Armstrong is a tough name. It just sounds like a guy who travels
carnivals to test the high striker, swinging the mallet with all of his might,
until the puck smashes through the top, (DING!) before floating off into space.
They eventually ban him from future competitions after he collects an entire
zoo of giant, stuffed animals. Two Armstrongs were in the news this week.
Lance won 7 Tour de France titles, after beating cancer, and
with only one testicle. With half a sack he has more balls than everyone else.
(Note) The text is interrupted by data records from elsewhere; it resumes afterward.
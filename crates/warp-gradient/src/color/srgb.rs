//! sRGB color type
//!
//! sRGB is the standard color space for display and storage. Key stops enter
//! the pipeline as sRGB and warped stops leave it as sRGB; the `rgb` blending
//! mode operates on these gamma-encoded values directly.

use std::fmt;
use std::str::FromStr;

use super::error::ParseColorError;
use super::linear_rgb::LinearRgb;
use super::transfer::linear_to_srgb;

/// A color in sRGB color space.
///
/// Values are gamma-encoded and in the range 0.0..=1.0 (mapping to 0..255
/// for 8-bit). Use this type for input/output; convert to [`LinearRgb`]
/// before any perceptual color math.
#[derive(Debug, Clone, Copy, PartialEq)]
pub struct Srgb {
    /// Red channel (gamma-encoded, 0.0..=1.0)
    pub r: f64,
    /// Green channel (gamma-encoded, 0.0..=1.0)
    pub g: f64,
    /// Blue channel (gamma-encoded, 0.0..=1.0)
    pub b: f64,
}

impl Srgb {
    /// The canonical default color (`#000000`), returned wherever the
    /// pipeline has nothing better to offer (empty stop lists, unparseable
    /// colors).
    pub const BLACK: Srgb = Srgb {
        r: 0.0,
        g: 0.0,
        b: 0.0,
    };

    /// Create a new Srgb color from float values in 0.0..=1.0.
    #[inline]
    pub fn new(r: f64, g: f64, b: f64) -> Self {
        Self { r, g, b }
    }

    /// Create an Srgb color from 8-bit channel values.
    ///
    /// # Example
    /// ```
    /// use warp_gradient::Srgb;
    /// let red = Srgb::from_u8(255, 0, 0);
    /// assert_eq!(red.r, 1.0);
    /// ```
    #[inline]
    pub fn from_u8(r: u8, g: u8, b: u8) -> Self {
        Self {
            r: r as f64 / 255.0,
            g: g as f64 / 255.0,
            b: b as f64 / 255.0,
        }
    }

    /// Create an Srgb color from a byte array [R, G, B].
    #[inline]
    pub fn from_bytes(bytes: [u8; 3]) -> Self {
        Self::from_u8(bytes[0], bytes[1], bytes[2])
    }

    /// Convert to a byte array [R, G, B].
    ///
    /// Rounds and clamps values to the 0..=255 range, so every color leaves
    /// the pipeline inside the 8-bit sRGB gamut.
    ///
    /// # Example
    /// ```
    /// use warp_gradient::Srgb;
    /// let color = Srgb::new(1.0, 0.5, 0.0);
    /// assert_eq!(color.to_bytes(), [255, 128, 0]);
    /// ```
    #[inline]
    pub fn to_bytes(self) -> [u8; 3] {
        [
            (self.r * 255.0).round().clamp(0.0, 255.0) as u8,
            (self.g * 255.0).round().clamp(0.0, 255.0) as u8,
            (self.b * 255.0).round().clamp(0.0, 255.0) as u8,
        ]
    }

    /// Snap every channel to the nearest 8-bit representable value.
    ///
    /// Blended colors are quantized through this before they become warped
    /// stops, so the emitted color equals its own hex rendering exactly.
    #[inline]
    pub fn quantize(self) -> Self {
        Self::from_bytes(self.to_bytes())
    }

    /// Parse a hex color, falling back to [`Srgb::BLACK`] on any error.
    ///
    /// The gradient core operates in a total-function regime with no error
    /// reporting; this is the silent-defaulting entry point. Use the
    /// [`FromStr`] impl when the caller wants to see the failure.
    ///
    /// # Example
    /// ```
    /// use warp_gradient::Srgb;
    /// assert_eq!(Srgb::from_hex_lossy("#FF0000"), Srgb::from_u8(255, 0, 0));
    /// assert_eq!(Srgb::from_hex_lossy("not a color"), Srgb::BLACK);
    /// ```
    pub fn from_hex_lossy(s: &str) -> Self {
        s.parse().unwrap_or(Self::BLACK)
    }
}

impl From<LinearRgb> for Srgb {
    /// Convert from linear RGB to sRGB using the IEC 61966-2-1 transfer.
    ///
    /// The input is expected to be in 0.0..=1.0; clamp out-of-gamut values
    /// with [`LinearRgb::clamp_unit`] first.
    fn from(linear: LinearRgb) -> Self {
        Self {
            r: linear_to_srgb(linear.r),
            g: linear_to_srgb(linear.g),
            b: linear_to_srgb(linear.b),
        }
    }
}

impl fmt::Display for Srgb {
    /// Format as a lowercase `#rrggbb` hex string.
    fn fmt(&self, f: &mut fmt::Formatter<'_>) -> fmt::Result {
        let [r, g, b] = self.to_bytes();
        write!(f, "#{r:02x}{g:02x}{b:02x}")
    }
}

impl FromStr for Srgb {
    type Err = ParseColorError;

    /// Parse an sRGB color from a hex string.
    ///
    /// Supports `#RRGGBB`, `RRGGBB`, `#RGB` and `RGB` (shorthand digits
    /// expand to pairs). Parsing is case-insensitive; leading and trailing
    /// whitespace is trimmed.
    ///
    /// # Examples
    ///
    /// ```
    /// use warp_gradient::Srgb;
    ///
    /// let white: Srgb = "#FFFFFF".parse().unwrap();
    /// assert_eq!(white.r, 1.0);
    ///
    /// let red: Srgb = "#F00".parse().unwrap();
    /// assert_eq!(red.to_bytes(), [255, 0, 0]);
    /// ```
    fn from_str(s: &str) -> Result<Self, Self::Err> {
        let s = s.trim();
        let s = s.strip_prefix('#').unwrap_or(s);
        // Byte indexing below; multi-byte input can never be valid hex anyway
        if !s.is_ascii() {
            return Err(ParseColorError::InvalidLength);
        }

        match s.len() {
            3 => {
                // Shorthand: expand each digit by multiplying by 17 (0xF -> 0xFF)
                let r = u8::from_str_radix(&s[0..1], 16)? * 17;
                let g = u8::from_str_radix(&s[1..2], 16)? * 17;
                let b = u8::from_str_radix(&s[2..3], 16)? * 17;
                Ok(Self::from_u8(r, g, b))
            }
            6 => {
                let r = u8::from_str_radix(&s[0..2], 16)?;
                let g = u8::from_str_radix(&s[2..4], 16)?;
                let b = u8::from_str_radix(&s[4..6], 16)?;
                Ok(Self::from_u8(r, g, b))
            }
            _ => Err(ParseColorError::InvalidLength),
        }
    }
}
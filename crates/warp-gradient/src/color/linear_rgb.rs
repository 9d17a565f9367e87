//! Linear RGB color type
//!
//! Linear RGB is the intermediate between gamma-encoded sRGB and OKLab.
//! The OKLab matrices are defined over linear light, so every perceptual
//! blend passes through this type in both directions.

use super::srgb::Srgb;
use super::transfer::srgb_to_linear;

/// A color in linear RGB color space.
///
/// Values represent light intensity proportional to physical light power.
/// They are typically in the range 0.0..=1.0, but may leave this range for
/// out-of-gamut intermediates produced by OKLab/OKLCH interpolation; apply
/// [`clamp_unit`](Self::clamp_unit) before encoding back to sRGB.
#[derive(Debug, Clone, Copy, PartialEq)]
pub struct LinearRgb {
    /// Red channel (linear light intensity)
    pub r: f64,
    /// Green channel (linear light intensity)
    pub g: f64,
    /// Blue channel (linear light intensity)
    pub b: f64,
}

impl LinearRgb {
    /// Create a new LinearRgb color from linear RGB values.
    #[inline]
    pub fn new(r: f64, g: f64, b: f64) -> Self {
        Self { r, g, b }
    }

    /// Clamp every channel to 0.0..=1.0.
    ///
    /// This is the entire gamut policy of the crate: componentwise clamp,
    /// no chroma reduction or hue preservation.
    #[inline]
    pub fn clamp_unit(self) -> Self {
        Self {
            r: self.r.clamp(0.0, 1.0),
            g: self.g.clamp(0.0, 1.0),
            b: self.b.clamp(0.0, 1.0),
        }
    }
}

impl From<Srgb> for LinearRgb {
    /// Convert from sRGB to linear RGB using the IEC 61966-2-1 transfer.
    fn from(srgb: Srgb) -> Self {
        Self {
            r: srgb_to_linear(srgb.r),
            g: srgb_to_linear(srgb.g),
            b: srgb_to_linear(srgb.b),
        }
    }
}

#[cfg(test)]
mod tests {
    use super::*;

    #[test]
    fn test_clamp_unit() {
        let c = LinearRgb::new(-0.25, 0.5, 1.75).clamp_unit();
        assert_eq!(c, LinearRgb::new(0.0, 0.5, 1.0));
    }

    #[test]
    fn test_gamma_decode() {
        let linear = LinearRgb::from(Srgb::new(0.5, 0.5, 0.5));
        assert!((linear.r - 0.214041140482).abs() < 1e-9);
    }
}
//! Adaptive abscissa placement
//!
//! The warped gradient is rendered as a piecewise-linear gradient, so stops
//! must cluster where the easing curve bends the color progression fastest.
//! The sampler partitions [0,1] into gaps of equal arc mass: the curve's
//! rate magnitude is probed on a fixed grid, integrated per probe interval
//! (trapezoid rule), and an output abscissa is emitted every time the
//! running mass crosses a multiple of `total / (samples - 1)`.
//!
//! The result is deterministic: identical inputs produce bit-identical
//! output across runs.

use crate::curve::EasingCurve;

/// Number of equally spaced probe intervals on [0,1].
pub const PROBE_COUNT: usize = 100;

/// Distribute `samples` abscissae over [0,1] by the curve's arc measure.
///
/// Guarantees, for `samples >= 2` (smaller values are clamped to 2):
///
/// - positions are non-decreasing
/// - first position is 0.0 and last is 1.0
/// - output length is `samples` or `samples + 1`
///
/// A linear curve yields an approximately uniform grid; curves with sharp
/// acceleration concentrate positions in their steep regions.
pub fn adaptive_samples(curve: &EasingCurve, samples: usize) -> Vec<f64> {
    let samples = samples.max(2);
    let gaps = (samples - 1) as f64;
    let step = 1.0 / PROBE_COUNT as f64;

    let rates: Vec<f64> = (0..=PROBE_COUNT)
        .map(|i| curve.rate_magnitude(i as f64 * step))
        .collect();

    // Trapezoid mass per probe interval. rate_magnitude is at least 1, so
    // every interval carries positive mass and the total is positive.
    let masses: Vec<f64> = rates
        .windows(2)
        .map(|pair| 0.5 * (pair[0] + pair[1]) * step)
        .collect();
    let total: f64 = masses.iter().sum();
    let per_gap = total / gaps;

    let mut positions = vec![0.0];
    let mut accumulated = 0.0;
    let mut crossing = 1_usize;
    for (i, &mass) in masses.iter().enumerate() {
        while crossing < samples && crossing as f64 * per_gap <= accumulated + mass {
            let frac = (crossing as f64 * per_gap - accumulated) / mass;
            positions.push((i as f64 + frac) * step);
            crossing += 1;
        }
        accumulated += mass;
    }

    if positions.last().is_some_and(|&last| last < 1.0) {
        positions.push(1.0);
    }
    // Pathological curves can overfill; keep the bound and the endpoint.
    if positions.len() > samples + 1 {
        positions.truncate(samples + 1);
        if let Some(last) = positions.last_mut() {
            *last = 1.0;
        }
    }
    positions
}

#[cfg(test)]
mod tests {
    use super::*;
    use crate::curve::Point;

    fn assert_invariants(positions: &[f64], samples: usize) {
        assert!(positions.len() >= samples && positions.len() <= samples + 1);
        assert_eq!(positions[0], 0.0);
        assert_eq!(*positions.last().unwrap(), 1.0);
        for pair in positions.windows(2) {
            assert!(pair[1] >= pair[0], "positions decreasing: {positions:?}");
        }
    }

    #[test]
    fn test_linear_two_samples_is_exact() {
        let positions = adaptive_samples(&EasingCurve::linear(), 2);
        assert_eq!(positions, vec![0.0, 1.0]);
    }

    #[test]
    fn test_linear_three_samples_hits_midpoint() {
        let positions = adaptive_samples(&EasingCurve::linear(), 3);
        assert_eq!(positions.len(), 3);
        assert!(
            (positions[1] - 0.5).abs() < 1e-6,
            "midpoint at {}",
            positions[1]
        );
        assert_eq!(positions[2], 1.0);
    }

    #[test]
    fn test_linear_is_approximately_uniform() {
        let samples = 11;
        let positions = adaptive_samples(&EasingCurve::linear(), samples);
        assert_invariants(&positions, samples);
        for (i, &x) in positions.iter().take(samples).enumerate() {
            let expected = i as f64 / (samples - 1) as f64;
            assert!(
                (x - expected).abs() < 0.02,
                "position {i} = {x}, expected ~{expected}"
            );
        }
    }

    #[test]
    fn test_invariants_across_curves_and_counts() {
        let curves = [
            EasingCurve::linear(),
            EasingCurve::smooth(),
            EasingCurve::ease_in(),
            EasingCurve::ease_out(),
            EasingCurve::ease_in_out(),
            EasingCurve::new(Point::new(0.9, 0.0), Point::new(0.1, 1.0)),
            EasingCurve::new(Point::new(0.3, -0.8), Point::new(0.7, 1.8)),
        ];
        for curve in curves {
            for samples in [2, 3, 5, 10, 16, 64] {
                let positions = adaptive_samples(&curve, samples);
                assert_invariants(&positions, samples);
            }
        }
    }

    #[test]
    fn test_sample_count_clamped_to_two() {
        assert_invariants(&adaptive_samples(&EasingCurve::ease_in(), 0), 2);
        assert_invariants(&adaptive_samples(&EasingCurve::ease_in(), 1), 2);
    }

    #[test]
    fn test_ease_in_clusters_near_end() {
        // Slow start, fast finish: more stops land in the second half
        let positions = adaptive_samples(&EasingCurve::ease_in(), 16);
        let late = positions.iter().filter(|&&x| x > 0.5).count();
        let early = positions.iter().filter(|&&x| x < 0.5).count();
        assert!(
            late > early,
            "expected clustering near x=1: {early} early vs {late} late"
        );
    }

    #[test]
    fn test_ease_out_clusters_near_start() {
        let positions = adaptive_samples(&EasingCurve::ease_out(), 16);
        let late = positions.iter().filter(|&&x| x > 0.5).count();
        let early = positions.iter().filter(|&&x| x < 0.5).count();
        assert!(
            early > late,
            "expected clustering near x=0: {early} early vs {late} late"
        );
    }

    #[test]
    fn test_determinism() {
        let curve = EasingCurve::ease_in_out();
        let a = adaptive_samples(&curve, 32);
        let b = adaptive_samples(&curve, 32);
        assert_eq!(a, b);
        // Bit-identical, not merely approximately equal
        for (x, y) in a.iter().zip(b.iter()) {
            assert_eq!(x.to_bits(), y.to_bits());
        }
    }
}
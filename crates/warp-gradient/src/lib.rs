//! warp-gradient: easing-curve warped linear gradients
//!
//! Standard linear gradients interpolate color uniformly along their axis.
//! This crate approximates a *non-linear* color progression -- one shaped by
//! a cubic Bézier easing curve -- using only plain linear stops, so the
//! result renders anywhere a linear gradient does. It does this by
//! "warping": sampling the easing curve adaptively and emitting an expanded
//! list of (position, color) stops whose piecewise-linear rendering tracks
//! the eased progression.
//!
//! # Quick Start
//!
//! The [`GradientWarper`] builder is the primary entry point:
//!
//! ```
//! use warp_gradient::{EasingCurve, GradientWarper, InterpolationMode};
//!
//! let warper = GradientWarper::from_hex(&[("#fb2380", 0.0), ("#28e2fb", 1.0)])
//!     .unwrap()
//!     .curve(EasingCurve::ease_in_out())
//!     .mode(InterpolationMode::Oklch)
//!     .samples(16);
//!
//! let warped = warper.warp();
//! assert!(warped.len() == 16 || warped.len() == 17);
//! ```
//!
//! # Pipeline
//!
//! ```text
//! key stops + easing curve + mode + sample count
//!     |
//!     v
//! Adaptive Sampler        abscissae x_0=0 .. x_k=1, clustered where the
//!     |                   curve's arc rate is high
//!     v
//! Curve Solver            y = E(x) per abscissa (Newton-Raphson with
//!     |                   bisection fallback)
//!     v
//! Key-Stop Evaluator      color at progression y, blended in the selected
//!     |                   color space
//!     v
//! warped stops            ordered (position, color) pairs, endpoints
//!                         anchored at 0 and 1
//! ```
//!
//! # Color Spaces
//!
//! Blending happens in one of three spaces, selected by
//! [`InterpolationMode`]:
//!
//! | Mode | Space | Character |
//! |------|-------|-----------|
//! | `rgb` | gamma-encoded sRGB | what CSS does today; desaturated, often muddy midpoints |
//! | `oklab` | Cartesian OKLab | perceptually even lightness; complementary hues pass near gray |
//! | `oklch` | polar OKLab | chroma preserved, hue travels the shortest arc |
//!
//! The conversion chain is sRGB <-> linear RGB <-> OKLab <-> OKLCH, with the
//! Ottosson matrices at full published precision and all math in f64. Out of
//! gamut results are clamped componentwise in linear RGB; there is no chroma
//! reduction or hue-preserving mapping.
//!
//! # Totality and determinism
//!
//! The core is a pure synchronous function. Every well-typed finite input
//! produces a well-defined output: degenerate stop lists fall back to black,
//! undersized sample counts are clamped, non-monotone curves are solved by
//! bisection. Nothing is logged, no errors escape the warping path, and
//! repeated invocations are bit-identical. NaN or infinite inputs are the
//! caller's responsibility.

pub mod api;
pub mod color;
pub mod curve;
pub mod sampler;
pub mod stops;


pub use api::{GradientWarper, WarpError};
pub use color::{LinearRgb, Oklab, Oklch, ParseColorError, Srgb};
pub use curve::{EasingCurve, Point};
pub use sampler::{adaptive_samples, PROBE_COUNT};
pub use stops::{color_at, interpolate, ColorStop, InterpolationMode, ParseModeError};
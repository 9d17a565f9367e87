//! Color types and conversion utilities
//!
//! This module provides type-safe color handling with compile-time distinction
//! between the four color spaces the gradient pipeline moves through.
//!
//! # Color Spaces
//!
//! - **sRGB**: The standard gamma-encoded space for input/output and for the
//!   plain RGB blending mode.
//! - **LinearRgb**: Linear light intensity, the required intermediate between
//!   sRGB and OKLab.
//! - **Oklab**: Perceptually uniform Cartesian space for the `oklab` blending
//!   mode.
//! - **Oklch**: Polar form of Oklab for hue-aware blending in the `oklch` mode.
//!
//! # Example
//!
//! ```
//! use warp_gradient::{LinearRgb, Oklab, Srgb};
//!
//! let srgb = Srgb::from_u8(128, 64, 32);
//! let lab = Oklab::from(LinearRgb::from(srgb));
//! let back = Srgb::from(LinearRgb::from(lab).clamp_unit());
//! ```

mod error;
mod linear_rgb;
mod oklab;
mod oklch;
mod srgb;
mod transfer;

pub use error::ParseColorError;
pub use linear_rgb::LinearRgb;
pub use oklab::Oklab;
pub use oklch::Oklch;
pub use srgb::Srgb;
Rather than fight drug allegations, he told the USDA to bike over a cliff. Who
can blame him? He’s already a champion and while they can determine which foods
he can legally eat, they don’t make the decision to take his titles away.
That’s the University of California, Irvine’s job. Was it a bad thing he took
drugs? Sure. Look at professional wrestling. Once the steroids came into use,
the entire sport became fake. But this is Lance Armstrong, and he should have
drug-fueled guns to hold onto his handlebars with.
Neil walked on the moon. Let us not fall prey to ridiculous
conspiracy theories about a faked lunar landing. Sadly, it’s obvious that NASA
had him killed over his objection to the Mars rover. He proved that man, not
machines, should be walking through the solar system. Instead we get a tent
made of candy bar wrappers and golf clubs, built on wheels. You cannot battle aliens with a roll of
aluminum foil. A veteran of the Lunar Wars, Neil Armstrong had to swing a
mallet, in space with gravity against him, in order to launch
extra-terrestrials into orbit (DING!), so they could be the first to plant
their flags. We won, you grey/green bastards.
However, I believe in compromise. I propose a new doping
program for our astronauts, one in which we create Armstrong Schwarzenneger, an
elite space Marine, who can throw hammers and breath fire at his opponents, all
while riding a unicycle. Now I need to go work on some design plans.